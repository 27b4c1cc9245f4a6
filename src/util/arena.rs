/*!
A linear arena with a fixed ceiling.

Every container in this crate charges its buffers against an [`Arena`].
Allocation only moves a monotonically increasing offset forward, each block is
rounded up to pointer alignment, and nothing is ever handed back: a grown
buffer leaves its old block behind. The whole arena, and everything charged
against it, is reclaimed at once when it is dropped.

Running out of arena space is not an input error. The ceiling is fixed when
the arena is created and is never raised, so exceeding it means the caller
configured the arena too small for the work it asked for. This panics.
*/

use core::{fmt, mem};

/// The default arena capacity, in bytes.
pub const DEFAULT_CAPACITY: usize = 1024 * 1024;

const POINTER_SIZE: usize = mem::size_of::<usize>();

/// A bump-pointer region with a fixed capacity.
#[derive(Clone, Debug)]
pub struct Arena {
    capacity: usize,
    offset: usize,
    bytes_requested: usize,
}

/// A block handed out by [`Arena::alloc`].
///
/// Blocks never overlap. `offset` is always a multiple of the pointer size.
#[derive(Clone, Copy, Debug, Eq, PartialEq)]
pub struct Block {
    offset: usize,
    len: usize,
}

impl Block {
    /// The byte offset of this block within its arena.
    pub fn offset(&self) -> usize {
        self.offset
    }

    /// The number of bytes reserved for this block, after alignment.
    pub fn len(&self) -> usize {
        self.len
    }

    /// Returns true if this block reserved no bytes.
    pub fn is_empty(&self) -> bool {
        self.len == 0
    }

    /// One past the last byte of this block.
    pub fn end(&self) -> usize {
        self.offset + self.len
    }
}

/// Allocation statistics for a single arena.
#[derive(Clone, Copy, Debug, Default, Eq, PartialEq)]
pub struct ArenaStats {
    /// The fixed ceiling of the arena, in bytes.
    pub capacity: usize,
    /// The sum of all unaligned request sizes.
    pub bytes_requested: usize,
    /// The number of bytes consumed, including alignment padding.
    pub bytes_used: usize,
}

impl fmt::Display for ArenaStats {
    fn fmt(&self, f: &mut fmt::Formatter<'_>) -> fmt::Result {
        write!(
            f,
            "arena: {} bytes requested, {} bytes used, {} bytes capacity",
            self.bytes_requested, self.bytes_used, self.capacity,
        )
    }
}

impl Default for Arena {
    fn default() -> Arena {
        Arena::new(DEFAULT_CAPACITY)
    }
}

impl Arena {
    /// Create a new arena that can hand out at most `capacity` bytes.
    pub fn new(capacity: usize) -> Arena {
        Arena { capacity, offset: 0, bytes_requested: 0 }
    }

    /// Reserve space for `count` values of type `T`.
    ///
    /// The block is rounded up to a multiple of the pointer size, so
    /// consecutive blocks are always pointer aligned.
    ///
    /// # Panics
    ///
    /// When the aligned request does not fit in the remaining capacity.
    pub fn alloc<T>(&mut self, count: usize) -> Block {
        let requested = mem::size_of::<T>()
            .checked_mul(count)
            .unwrap_or_else(|| self.exhausted());
        let aligned = requested
            .checked_add(POINTER_SIZE - 1)
            .map(|n| n & !(POINTER_SIZE - 1))
            .unwrap_or_else(|| self.exhausted());
        if aligned > self.remaining() {
            self.exhausted();
        }
        let block = Block { offset: self.offset, len: aligned };
        self.offset += aligned;
        self.bytes_requested += requested;
        block
    }

    /// The fixed ceiling of this arena, in bytes.
    pub fn capacity(&self) -> usize {
        self.capacity
    }

    /// The number of bytes handed out so far, including alignment padding.
    pub fn used(&self) -> usize {
        self.offset
    }

    /// The number of bytes still available.
    pub fn remaining(&self) -> usize {
        self.capacity - self.offset
    }

    /// Returns a snapshot of this arena's allocation statistics.
    pub fn stats(&self) -> ArenaStats {
        ArenaStats {
            capacity: self.capacity,
            bytes_requested: self.bytes_requested,
            bytes_used: self.offset,
        }
    }

    #[cold]
    fn exhausted(&self) -> ! {
        panic!("arena cannot exceed total of {} bytes", self.capacity)
    }
}
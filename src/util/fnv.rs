// Basic FNV-1a hash as described:
// https://en.wikipedia.org/wiki/Fowler%E2%80%93Noll%E2%80%93Vo_hash_function
//
// This is the default hasher for the open addressing tables in this crate.
// Keys are node IDs and small tuples of them, for which SipHash is overkill.

use core::hash::{self, BuildHasherDefault};

const PRIME: u64 = 1099511628211;
const INIT: u64 = 14695981039346656037;

/// The default `BuildHasher` for [`Map`](crate::util::map::Map) and
/// [`Set`](crate::util::set::Set).
pub type BuildHasher = BuildHasherDefault<Hasher>;

/// An FNV-1a hasher.
#[derive(Clone, Debug)]
pub struct Hasher(u64);

impl Default for Hasher {
    fn default() -> Hasher {
        Hasher(INIT)
    }
}

impl hash::Hasher for Hasher {
    fn finish(&self) -> u64 {
        self.0
    }

    fn write(&mut self, bytes: &[u8]) {
        self.0 = bytes
            .iter()
            .fold(self.0, |h, &b| (h ^ u64::from(b)).wrapping_mul(PRIME));
    }
}
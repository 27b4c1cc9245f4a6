use alloc::vec::Vec;
use core::{ops, slice};

use crate::util::{arena::Arena, id::NodeId};

/// A growable sequence whose buffers are charged against an [`Arena`].
///
/// Growth follows `capacity' = capacity * 1.5 + 8`, applied until the
/// requested size is covered. Each growth reserves a fresh arena block for
/// the whole new buffer and moves the existing elements over. The old block
/// is never reused.
#[derive(Clone)]
pub struct Seq<T> {
    data: Vec<T>,
    capacity: usize,
}

impl<T> Default for Seq<T> {
    fn default() -> Seq<T> {
        Seq::new()
    }
}

impl<T> Seq<T> {
    /// Create an empty sequence. No arena space is used until the first
    /// element is added.
    pub const fn new() -> Seq<T> {
        Seq { data: Vec::new(), capacity: 0 }
    }

    /// Returns the number of elements in this sequence.
    pub fn len(&self) -> usize {
        self.data.len()
    }

    /// Returns true if and only if this sequence has no elements.
    pub fn is_empty(&self) -> bool {
        self.data.is_empty()
    }

    /// Returns the number of elements this sequence can hold before it must
    /// grow again.
    pub fn capacity(&self) -> usize {
        self.capacity
    }

    /// Ensure room for at least `new_capacity` elements.
    ///
    /// This is a no-op if the current capacity already suffices.
    pub fn reserve(&mut self, arena: &mut Arena, new_capacity: usize) {
        if self.capacity >= new_capacity {
            return;
        }
        let mut capacity = self.capacity;
        while capacity < new_capacity {
            capacity = grow(capacity);
        }
        arena.alloc::<T>(capacity);
        let mut data = Vec::with_capacity(capacity);
        data.extend(self.data.drain(..));
        self.data = data;
        self.capacity = capacity;
    }

    /// Append a value to the end of this sequence.
    pub fn push_back(&mut self, arena: &mut Arena, value: T) {
        self.reserve(arena, self.len() + 1);
        self.data.push(value);
    }

    /// Remove and return the last value, if one exists.
    pub fn pop_back(&mut self) -> Option<T> {
        self.data.pop()
    }

    /// Remove the value at `index` by moving the last value into its place.
    ///
    /// This does not preserve order, but is O(1).
    ///
    /// # Panics
    ///
    /// When `index` is out of bounds.
    pub fn swap_remove(&mut self, index: usize) -> T {
        self.data.swap_remove(index)
    }

    /// Drop every element. The capacity is retained.
    pub fn clear(&mut self) {
        self.data.clear();
    }

    /// Keep only the elements for which the predicate returns true. Order is
    /// preserved and the capacity is retained.
    pub fn retain(&mut self, predicate: impl FnMut(&T) -> bool) {
        self.data.retain(predicate);
    }

    /// Returns the value at `index`, or `None` if `index >= len`.
    pub fn get(&self, index: usize) -> Option<&T> {
        self.data.get(index)
    }

    /// Returns the value at `index` mutably, or `None` if `index >= len`.
    pub fn get_mut(&mut self, index: usize) -> Option<&mut T> {
        self.data.get_mut(index)
    }

    /// The first element, if any.
    pub fn front(&self) -> Option<&T> {
        self.data.first()
    }

    /// The last element, if any.
    pub fn back(&self) -> Option<&T> {
        self.data.last()
    }

    /// The last element mutably, if any.
    pub fn back_mut(&mut self) -> Option<&mut T> {
        self.data.last_mut()
    }

    /// Returns all elements as a slice.
    pub fn as_slice(&self) -> &[T] {
        &self.data
    }

    /// Returns all elements as a mutable slice.
    pub fn as_mut_slice(&mut self) -> &mut [T] {
        &mut self.data
    }

    /// Iterate over the elements in order.
    pub fn iter(&self) -> slice::Iter<'_, T> {
        self.data.iter()
    }

    /// Iterate mutably over the elements in order.
    pub fn iter_mut(&mut self) -> slice::IterMut<'_, T> {
        self.data.iter_mut()
    }
}

// cap = cap * 1.5 + 8
fn grow(capacity: usize) -> usize {
    (capacity << 1) - (capacity >> 1) + 8
}

impl<T: core::fmt::Debug> core::fmt::Debug for Seq<T> {
    fn fmt(&self, f: &mut core::fmt::Formatter<'_>) -> core::fmt::Result {
        f.debug_list().entries(self.data.iter()).finish()
    }
}

impl<T> ops::Index<usize> for Seq<T> {
    type Output = T;

    #[inline]
    fn index(&self, index: usize) -> &T {
        &self.data[index]
    }
}

impl<T> ops::IndexMut<usize> for Seq<T> {
    #[inline]
    fn index_mut(&mut self, index: usize) -> &mut T {
        &mut self.data[index]
    }
}

impl<T> ops::Index<NodeId> for Seq<T> {
    type Output = T;

    #[inline]
    fn index(&self, index: NodeId) -> &T {
        &self.data[index.as_usize()]
    }
}

impl<T> ops::IndexMut<NodeId> for Seq<T> {
    #[inline]
    fn index_mut(&mut self, index: NodeId) -> &mut T {
        &mut self.data[index.as_usize()]
    }
}

impl<T> IntoIterator for Seq<T> {
    type Item = T;
    type IntoIter = alloc::vec::IntoIter<T>;

    fn into_iter(self) -> alloc::vec::IntoIter<T> {
        self.data.into_iter()
    }
}

impl<'a, T> IntoIterator for &'a Seq<T> {
    type Item = &'a T;
    type IntoIter = slice::Iter<'a, T>;

    fn into_iter(self) -> slice::Iter<'a, T> {
        self.iter()
    }
}

#[cfg(test)]
mod tests {
    use super::*;
    use quickcheck::quickcheck;

    #[test]
    fn capacity_follows_recurrence() {
        let mut arena = Arena::default();
        let mut seq: Seq<u32> = Seq::new();
        assert_eq!(0, seq.capacity());

        seq.reserve(&mut arena, 1);
        assert_eq!(8, seq.capacity());
        seq.reserve(&mut arena, 9);
        assert_eq!(20, seq.capacity());
        seq.reserve(&mut arena, 20);
        assert_eq!(20, seq.capacity());
        // 20 -> 38 -> 65
        seq.reserve(&mut arena, 39);
        assert_eq!(65, seq.capacity());
    }

    #[test]
    fn growth_charges_the_arena() {
        let mut arena = Arena::default();
        let mut seq: Seq<u64> = Seq::new();
        seq.push_back(&mut arena, 1);
        assert_eq!(8 * 8, arena.used());
        for i in 0..8 {
            seq.push_back(&mut arena, i);
        }
        // The old 8 element block stays behind.
        assert_eq!(8 * 8 + 20 * 8, arena.used());
    }

    #[test]
    fn front_back_and_pop() {
        let mut arena = Arena::default();
        let mut seq = Seq::new();
        assert_eq!(None, seq.front());
        assert_eq!(None, seq.back());
        assert_eq!(None, seq.pop_back());

        seq.push_back(&mut arena, 'a');
        seq.push_back(&mut arena, 'b');
        seq.push_back(&mut arena, 'c');
        assert_eq!(Some(&'a'), seq.front());
        assert_eq!(Some(&'c'), seq.back());
        assert_eq!(Some('c'), seq.pop_back());
        assert_eq!(2, seq.len());
        assert_eq!(None, seq.get(2));
    }

    #[test]
    fn swap_remove_moves_last() {
        let mut arena = Arena::default();
        let mut seq = Seq::new();
        for i in 0..5 {
            seq.push_back(&mut arena, i);
        }
        assert_eq!(1, seq.swap_remove(1));
        assert_eq!(&[0, 4, 2, 3], seq.as_slice());
    }

    quickcheck! {
        fn prop_push_then_get(values: Vec<i64>) -> bool {
            let mut arena = Arena::default();
            let mut seq = Seq::new();
            for &v in &values {
                seq.push_back(&mut arena, v);
            }
            seq.len() == values.len()
                && values
                    .iter()
                    .enumerate()
                    .all(|(i, v)| seq.get(i) == Some(v))
                && seq.capacity() >= seq.len()
        }
    }
}
use alloc::string::String;

/// An error that can occur while building an NFA from a pattern.
///
/// Every error here is caused by bad input: a malformed pattern or an accept
/// token that cannot be used. Running out of arena space is not reported
/// through this type. That is a configuration mistake and panics instead.
///
/// Syntax errors carry the byte offset at which parsing stopped together with
/// the full pattern text. Both appear in the `Display` output, e.g.,
///
/// ```text
/// in regex at 2 in '(a': expected ) to match previous (
/// ```
///
/// Once a build has failed, the fragment it was assembling must not be used.
/// Nodes already allocated for it stay in the graph until the context is
/// dropped, but nothing links to them.
#[derive(Clone, Debug, Eq, PartialEq)]
pub struct Error {
    kind: ErrorKind,
    location: Option<Location>,
}

#[derive(Clone, Debug, Eq, PartialEq)]
struct Location {
    index: usize,
    pattern: String,
}

/// The kind of error that occurred.
#[non_exhaustive]
#[derive(Clone, Copy, Debug, Eq, PartialEq)]
pub enum ErrorKind {
    /// The pattern ended where an operand (a literal or a group) was
    /// required, e.g., `""` or `"a|"`.
    ExpectedOperand,
    /// An operator (`|` or `*`) appeared where an operand was required,
    /// e.g., `"*a"`.
    UnexpectedOperator,
    /// A group was opened but never closed, e.g., `"(a"`.
    UnclosedGroup,
    /// A `)` appeared without a matching `(`, e.g., `"a)"` or `"()"`.
    UnopenedGroup,
    /// A byte with a value of 128 or more. Only ASCII is supported.
    NonAscii,
    /// A NUL byte. NUL is reserved for epsilon transitions.
    NulByte,
    /// Groups were nested more deeply than the configured limit.
    NestLimitExceeded {
        /// The configured limit.
        limit: u32,
    },
    /// The accept token given is reserved to mean "does not accept".
    InvalidAcceptToken {
        /// The rejected token.
        token: u32,
    },
}

impl Error {
    pub(crate) fn syntax(
        kind: ErrorKind,
        index: usize,
        pattern: &str,
    ) -> Error {
        let location = Location { index, pattern: pattern.into() };
        Error { kind, location: Some(location) }
    }

    pub(crate) fn invalid_accept_token(token: u32) -> Error {
        Error { kind: ErrorKind::InvalidAcceptToken { token }, location: None }
    }

    /// Returns the kind of this error.
    pub fn kind(&self) -> ErrorKind {
        self.kind
    }

    /// Returns the byte offset into the pattern at which this error was
    /// detected, if it is a syntax error.
    pub fn index(&self) -> Option<usize> {
        self.location.as_ref().map(|loc| loc.index)
    }

    /// Returns the full text of the pattern that failed, if it is a syntax
    /// error.
    pub fn pattern(&self) -> Option<&str> {
        self.location.as_ref().map(|loc| loc.pattern.as_str())
    }
}

#[cfg(feature = "std")]
impl std::error::Error for Error {}

impl core::fmt::Display for ErrorKind {
    fn fmt(&self, f: &mut core::fmt::Formatter<'_>) -> core::fmt::Result {
        match *self {
            ErrorKind::ExpectedOperand => {
                write!(f, "expected more characters")
            }
            ErrorKind::UnexpectedOperator => {
                write!(f, "expected character instead of operator")
            }
            ErrorKind::UnclosedGroup => {
                write!(f, "expected ) to match previous (")
            }
            ErrorKind::UnopenedGroup => write!(f, "unexpected )"),
            ErrorKind::NonAscii => {
                write!(f, "ASCII value >= 128 not supported")
            }
            ErrorKind::NulByte => write!(f, "NUL byte not supported"),
            ErrorKind::NestLimitExceeded { limit } => write!(
                f,
                "group nesting exceeds the limit of {}",
                limit,
            ),
            ErrorKind::InvalidAcceptToken { token } => write!(
                f,
                "accept token {} is reserved and cannot be assigned",
                token,
            ),
        }
    }
}

impl core::fmt::Display for Error {
    fn fmt(&self, f: &mut core::fmt::Formatter<'_>) -> core::fmt::Result {
        match self.location {
            None => self.kind.fmt(f),
            Some(Location { index, ref pattern }) => write!(
                f,
                "in regex at {} in '{}': {}",
                index, pattern, self.kind,
            ),
        }
    }
}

WHAT IS EXPECTED: When a line in the data contains the string "padding", copy that line.

REPLY TO THE EXERCISE:
    /// The number of bytes consumed, including alignment padding.
    /// The number of bytes handed out so far, including alignment padding.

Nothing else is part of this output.